◆ **WORK TASK**: Only these lines of the data below are wanted: the one with "a worker thread.", the one with "starts the writer.", and any lines between them, each repeated exactly.

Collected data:

_____

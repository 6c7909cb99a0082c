//! Append-only recording of socket payloads.
//!
//! File layout, repeated until end of file:
//!
//! ```text
//! ┌──────────┬────────────────┐
//! │ len: u32 │ payload: [len] │
//! └──────────┴────────────────┘
//! ```

use std::fs::{File, OpenOptions};
use std::io::{BufWriter, Write};
use std::path::{Path, PathBuf};
use std::sync::atomic::{AtomicBool, Ordering};
use std::sync::Arc;
use std::thread::{self, JoinHandle};
use std::time::Duration;

use parking_lot::Mutex;

use super::WorkQueue;
use crate::codec::ByteReader;
use crate::config::BackgroundConfig;
use crate::error::{CodecError, RecorderError};
use crate::protocol::{DecoderTable, Message};

/// Recorder counters.
#[derive(Clone, Copy, Debug, Default, PartialEq, Eq)]
pub struct RecorderStats {
    /// Payloads written
    pub frames: u64,
    /// Bytes written, length prefixes included
    pub bytes: u64,
    /// Batches written
    pub batches: u64,
    /// Failed writes
    pub write_errors: u64,
}

/// Writes payloads to a file from a worker thread.
#[derive(Debug)]
pub struct FrameRecorder {
    path: PathBuf,
    queue: Arc<WorkQueue<Vec<u8>>>,
    stats: Arc<Mutex<RecorderStats>>,
    shutdown: Arc<AtomicBool>,
    writer: Option<JoinHandle<()>>,
}

impl FrameRecorder {
    /// Opens (or creates) a recording and starts the writer.
    pub fn open(path: impl AsRef<Path>, config: BackgroundConfig) -> Result<Self, RecorderError> {
        let path = path.as_ref().to_path_buf();
        let file = OpenOptions::new()
            .create(true)
            .append(true)
            .open(&path)
            .map_err(|source| RecorderError::Io {
                path: path.clone(),
                source,
            })?;

        let queue = Arc::new(WorkQueue::new(config.queue_capacity));
        let stats = Arc::new(Mutex::new(RecorderStats::default()));
        let shutdown = Arc::new(AtomicBool::new(false));

        let writer = {
            let queue = Arc::clone(&queue);
            let stats = Arc::clone(&stats);
            let shutdown = Arc::clone(&shutdown);
            let poll = config.poll_interval();
            let path = path.clone();
            thread::spawn(move || Self::writer_loop(file, &path, &queue, &stats, &shutdown, poll))
        };

        tracing::info!(path = %path.display(), "recording started");
        Ok(Self {
            path,
            queue,
            stats,
            shutdown,
            writer: Some(writer),
        })
    }

    fn writer_loop(
        file: File,
        path: &Path,
        queue: &WorkQueue<Vec<u8>>,
        stats: &Mutex<RecorderStats>,
        shutdown: &AtomicBool,
        poll: Duration,
    ) {
        let mut writer = BufWriter::with_capacity(64 * 1024, file);
        loop {
            let stopping = shutdown.load(Ordering::Acquire);
            let batch = queue.drain_wait(if stopping { Duration::ZERO } else { poll });

            if !batch.is_empty() {
                let mut bytes = 0_u64;
                let mut failed = 0_u64;
                for payload in &batch {
                    let Ok(len) = u32::try_from(payload.len()) else {
                        failed += 1;
                        continue;
                    };
                    let written = writer
                        .write_all(&len.to_le_bytes())
                        .and_then(|()| writer.write_all(payload));
                    match written {
                        Ok(()) => bytes += 4 + u64::from(len),
                        Err(error) => {
                            tracing::error!(path = %path.display(), %error, "recording write failed");
                            failed += 1;
                        }
                    }
                }
                if let Err(error) = writer.flush() {
                    tracing::error!(path = %path.display(), %error, "recording flush failed");
                    failed += 1;
                }

                let mut s = stats.lock();
                s.frames += batch.len() as u64 - failed.min(batch.len() as u64);
                s.bytes += bytes;
                s.batches += 1;
                s.write_errors += failed;
            }

            if stopping {
                break;
            }
        }
    }

    /// Queues a raw payload.
    pub fn record(&self, payload: Vec<u8>) -> Result<(), RecorderError> {
        self.queue.push(payload).map_err(|_| RecorderError::BufferFull)
    }

    /// Queues an encoded message.
    pub fn record_message(&self, message: &Message) -> Result<(), RecorderError> {
        self.record(message.to_bytes())
    }

    /// Recording file.
    #[must_use]
    pub fn path(&self) -> &Path {
        &self.path
    }

    /// Payloads not yet handed to the file.
    #[must_use]
    pub fn pending(&self) -> usize {
        self.queue.len()
    }

    /// Counters so far.
    #[must_use]
    pub fn stats(&self) -> RecorderStats {
        *self.stats.lock()
    }
}

impl Drop for FrameRecorder {
    fn drop(&mut self) {
        self.shutdown.store(true, Ordering::Release);
        self.queue.wake();
        if let Some(writer) = self.writer.take() {
            let _ = writer.join();
        }
    }
}

/// Reads every payload of a recording.
pub fn read_recording(path: impl AsRef<Path>) -> Result<Vec<Vec<u8>>, RecorderError> {
    let path = path.as_ref();
    let bytes = std::fs::read(path).map_err(|source| RecorderError::Io {
        path: path.to_path_buf(),
        source,
    })?;

    let mut reader = ByteReader::new(&bytes);
    let mut frames = Vec::new();
    while reader.remaining() > 0 {
        let offset = reader.position();
        let frame = reader
            .read_u32()
            .and_then(|len| reader.read_bytes(usize::try_from(len).ok()?))
            .ok_or(CodecError::Unreadable {
                what: "recorded frame",
                offset,
            })?;
        frames.push(frame.to_vec());
    }
    Ok(frames)
}

/// Reads and decodes every message of a recording.
pub fn replay_recording(path: impl AsRef<Path>, table: &DecoderTable) -> Result<Vec<Message>, RecorderError> {
    read_recording(path)?
        .iter()
        .map(|payload| table.decode(payload).map_err(RecorderError::from))
        .collect()
}
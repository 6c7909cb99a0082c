//! # Background Workers
//!
//! The only threads besides the tick thread.
//!
//! ```text
//!   tick thread ──push──> [WorkQueue] ──drain──> worker thread
//!        ^                                            │
//!        └────────drain── [WorkQueue] <──push─────────┘
//! ```
//!
//! Workers never touch entity or filter state. Results come back through a
//! queue the tick thread drains when it is ready.

mod decoder;
mod recorder;

pub use decoder::{Decoded, DecoderStats, InboundDecoder};
pub use recorder::{read_recording, replay_recording, FrameRecorder, RecorderStats};

use std::collections::VecDeque;
use std::time::Duration;

use parking_lot::{Condvar, Mutex};

/// Bounded lock-guarded queue shared with one worker.
#[derive(Debug)]
pub(crate) struct WorkQueue<T> {
    items: Mutex<VecDeque<T>>,
    not_empty: Condvar,
    max_size: usize,
}

impl<T> WorkQueue<T> {
    pub(crate) fn new(max_size: usize) -> Self {
        Self {
            items: Mutex::new(VecDeque::new()),
            not_empty: Condvar::new(),
            max_size: max_size.max(1),
        }
    }

    /// Appends an item, handing it back when the queue is full.
    pub(crate) fn push(&self, item: T) -> Result<(), T> {
        let mut items = self.items.lock();
        if items.len() >= self.max_size {
            return Err(item);
        }
        items.push_back(item);
        self.not_empty.notify_one();
        Ok(())
    }

    /// Takes everything queued, waiting up to `timeout` for the first item.
    pub(crate) fn drain_wait(&self, timeout: Duration) -> Vec<T> {
        let mut items = self.items.lock();
        if items.is_empty() && !timeout.is_zero() {
            self.not_empty.wait_for(&mut items, timeout);
        }
        items.drain(..).collect()
    }

    /// Takes everything queued without waiting.
    pub(crate) fn drain(&self) -> Vec<T> {
        self.items.lock().drain(..).collect()
    }

    pub(crate) fn len(&self) -> usize {
        self.items.lock().len()
    }

    /// Wakes a waiting worker.
    pub(crate) fn wake(&self) {
        let _items = self.items.lock();
        self.not_empty.notify_all();
    }
}

#[cfg(test)]
mod tests {
    use super::*;

    #[test]
    fn test_queue_backpressure() {
        let queue = WorkQueue::new(2);
        assert!(queue.push(1).is_ok());
        assert!(queue.push(2).is_ok());
        assert_eq!(queue.push(3), Err(3));
        assert_eq!(queue.drain(), vec![1, 2]);
        assert_eq!(queue.len(), 0);
    }

    #[test]
    fn test_drain_wait_times_out_empty() {
        let queue: WorkQueue<u8> = WorkQueue::new(4);
        assert!(queue.drain_wait(Duration::from_millis(5)).is_empty());
    }
}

_____

◆ **SOLUTION TO THIS TASK**:
/// Writes payloads to a file from a worker thread.
#[derive(Debug)]
pub struct FrameRecorder {
    path: PathBuf,
    queue: Arc<WorkQueue<Vec<u8>>>,
    stats: Arc<Mutex<RecorderStats>>,
    shutdown: Arc<AtomicBool>,
    writer: Option<JoinHandle<()>>,
}

impl FrameRecorder {
    /// Opens (or creates) a recording and starts the writer.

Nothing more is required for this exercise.